[Dataset entries]
= Beginning of Section =

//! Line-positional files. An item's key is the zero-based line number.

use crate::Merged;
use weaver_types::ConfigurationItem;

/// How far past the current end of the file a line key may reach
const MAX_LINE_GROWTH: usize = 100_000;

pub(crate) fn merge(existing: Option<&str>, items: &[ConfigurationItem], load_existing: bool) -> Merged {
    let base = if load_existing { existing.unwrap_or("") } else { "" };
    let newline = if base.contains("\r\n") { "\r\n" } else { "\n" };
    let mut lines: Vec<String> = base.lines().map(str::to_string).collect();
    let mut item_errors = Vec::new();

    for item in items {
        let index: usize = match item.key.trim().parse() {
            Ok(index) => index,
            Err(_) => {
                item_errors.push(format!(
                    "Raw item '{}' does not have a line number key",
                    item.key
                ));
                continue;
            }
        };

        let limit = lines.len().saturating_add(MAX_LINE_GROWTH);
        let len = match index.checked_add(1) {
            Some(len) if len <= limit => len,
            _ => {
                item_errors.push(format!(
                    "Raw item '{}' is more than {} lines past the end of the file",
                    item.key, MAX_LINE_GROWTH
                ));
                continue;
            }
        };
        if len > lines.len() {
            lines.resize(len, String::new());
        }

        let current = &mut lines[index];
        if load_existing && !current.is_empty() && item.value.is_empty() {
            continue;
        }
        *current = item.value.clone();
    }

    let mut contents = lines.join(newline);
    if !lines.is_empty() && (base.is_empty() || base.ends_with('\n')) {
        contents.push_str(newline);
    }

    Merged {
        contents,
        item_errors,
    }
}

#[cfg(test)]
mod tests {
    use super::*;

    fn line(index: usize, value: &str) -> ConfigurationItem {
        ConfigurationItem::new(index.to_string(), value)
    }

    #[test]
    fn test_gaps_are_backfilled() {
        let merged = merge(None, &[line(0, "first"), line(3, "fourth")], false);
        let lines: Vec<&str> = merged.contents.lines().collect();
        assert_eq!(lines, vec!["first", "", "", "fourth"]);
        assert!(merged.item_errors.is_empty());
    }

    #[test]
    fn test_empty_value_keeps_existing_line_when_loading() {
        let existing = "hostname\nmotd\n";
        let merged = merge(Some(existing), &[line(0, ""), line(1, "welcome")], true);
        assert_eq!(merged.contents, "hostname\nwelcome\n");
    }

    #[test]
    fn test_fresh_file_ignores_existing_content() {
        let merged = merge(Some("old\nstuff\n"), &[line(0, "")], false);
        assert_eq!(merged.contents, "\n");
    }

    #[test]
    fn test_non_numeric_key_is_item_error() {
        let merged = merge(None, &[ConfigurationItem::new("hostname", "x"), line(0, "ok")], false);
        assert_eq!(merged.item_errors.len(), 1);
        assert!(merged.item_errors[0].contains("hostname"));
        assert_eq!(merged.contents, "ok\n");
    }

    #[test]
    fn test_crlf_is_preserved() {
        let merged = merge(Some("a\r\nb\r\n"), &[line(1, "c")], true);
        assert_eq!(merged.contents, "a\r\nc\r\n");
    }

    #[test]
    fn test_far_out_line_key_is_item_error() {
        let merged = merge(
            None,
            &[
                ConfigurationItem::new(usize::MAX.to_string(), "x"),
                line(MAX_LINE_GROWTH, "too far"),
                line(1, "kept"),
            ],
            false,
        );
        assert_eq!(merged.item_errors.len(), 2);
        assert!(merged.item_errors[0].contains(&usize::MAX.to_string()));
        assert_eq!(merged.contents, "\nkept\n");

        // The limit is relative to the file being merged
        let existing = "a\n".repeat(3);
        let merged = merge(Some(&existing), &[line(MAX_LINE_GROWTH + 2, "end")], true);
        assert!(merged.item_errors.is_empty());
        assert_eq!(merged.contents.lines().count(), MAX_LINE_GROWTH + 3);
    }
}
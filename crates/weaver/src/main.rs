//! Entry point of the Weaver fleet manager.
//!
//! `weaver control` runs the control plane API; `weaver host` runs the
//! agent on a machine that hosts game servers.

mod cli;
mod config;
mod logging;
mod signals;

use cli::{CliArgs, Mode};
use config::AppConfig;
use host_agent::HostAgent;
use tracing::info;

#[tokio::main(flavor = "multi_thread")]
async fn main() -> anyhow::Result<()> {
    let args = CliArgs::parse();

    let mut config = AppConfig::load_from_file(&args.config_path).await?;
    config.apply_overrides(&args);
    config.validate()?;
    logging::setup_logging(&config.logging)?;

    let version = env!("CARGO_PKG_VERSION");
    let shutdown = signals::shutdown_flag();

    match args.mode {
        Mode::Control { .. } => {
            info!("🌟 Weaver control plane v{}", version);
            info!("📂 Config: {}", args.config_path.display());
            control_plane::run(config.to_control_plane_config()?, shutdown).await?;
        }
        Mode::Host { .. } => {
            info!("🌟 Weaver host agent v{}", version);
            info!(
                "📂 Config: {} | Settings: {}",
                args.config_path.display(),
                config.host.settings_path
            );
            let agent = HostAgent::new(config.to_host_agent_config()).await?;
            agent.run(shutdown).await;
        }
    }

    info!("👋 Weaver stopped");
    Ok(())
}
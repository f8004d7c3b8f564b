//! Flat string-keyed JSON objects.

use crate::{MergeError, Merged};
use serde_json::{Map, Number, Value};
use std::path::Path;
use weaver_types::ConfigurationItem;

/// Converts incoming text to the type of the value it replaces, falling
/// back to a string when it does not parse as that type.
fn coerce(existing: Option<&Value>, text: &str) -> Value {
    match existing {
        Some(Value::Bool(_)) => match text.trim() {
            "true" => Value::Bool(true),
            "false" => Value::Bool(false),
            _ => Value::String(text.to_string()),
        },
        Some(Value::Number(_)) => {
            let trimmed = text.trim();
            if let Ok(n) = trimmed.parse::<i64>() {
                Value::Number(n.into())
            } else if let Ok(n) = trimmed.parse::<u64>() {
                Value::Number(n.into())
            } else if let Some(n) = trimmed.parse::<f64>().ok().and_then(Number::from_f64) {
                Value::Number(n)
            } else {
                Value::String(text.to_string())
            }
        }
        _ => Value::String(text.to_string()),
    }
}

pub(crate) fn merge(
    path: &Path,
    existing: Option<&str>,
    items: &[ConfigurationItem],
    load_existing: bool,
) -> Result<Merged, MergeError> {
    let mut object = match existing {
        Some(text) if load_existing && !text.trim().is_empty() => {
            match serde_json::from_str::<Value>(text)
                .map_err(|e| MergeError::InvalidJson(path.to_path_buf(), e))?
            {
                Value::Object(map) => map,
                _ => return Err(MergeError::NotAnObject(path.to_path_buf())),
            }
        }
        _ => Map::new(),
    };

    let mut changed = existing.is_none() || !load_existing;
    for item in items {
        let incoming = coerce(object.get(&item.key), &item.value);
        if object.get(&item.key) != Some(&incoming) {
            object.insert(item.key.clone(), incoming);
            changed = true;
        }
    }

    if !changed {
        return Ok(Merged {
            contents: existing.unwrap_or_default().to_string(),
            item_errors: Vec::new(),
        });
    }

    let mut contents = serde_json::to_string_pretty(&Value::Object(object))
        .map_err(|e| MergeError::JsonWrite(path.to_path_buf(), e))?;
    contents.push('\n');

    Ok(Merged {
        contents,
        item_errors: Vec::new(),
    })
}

= End of Section =

Among the records above, find each line containing the string "coerce" and copy it.

fn coerce(existing: Option<&Value>, text: &str) -> Value {
        let incoming = coerce(object.get(&item.key), &item.value);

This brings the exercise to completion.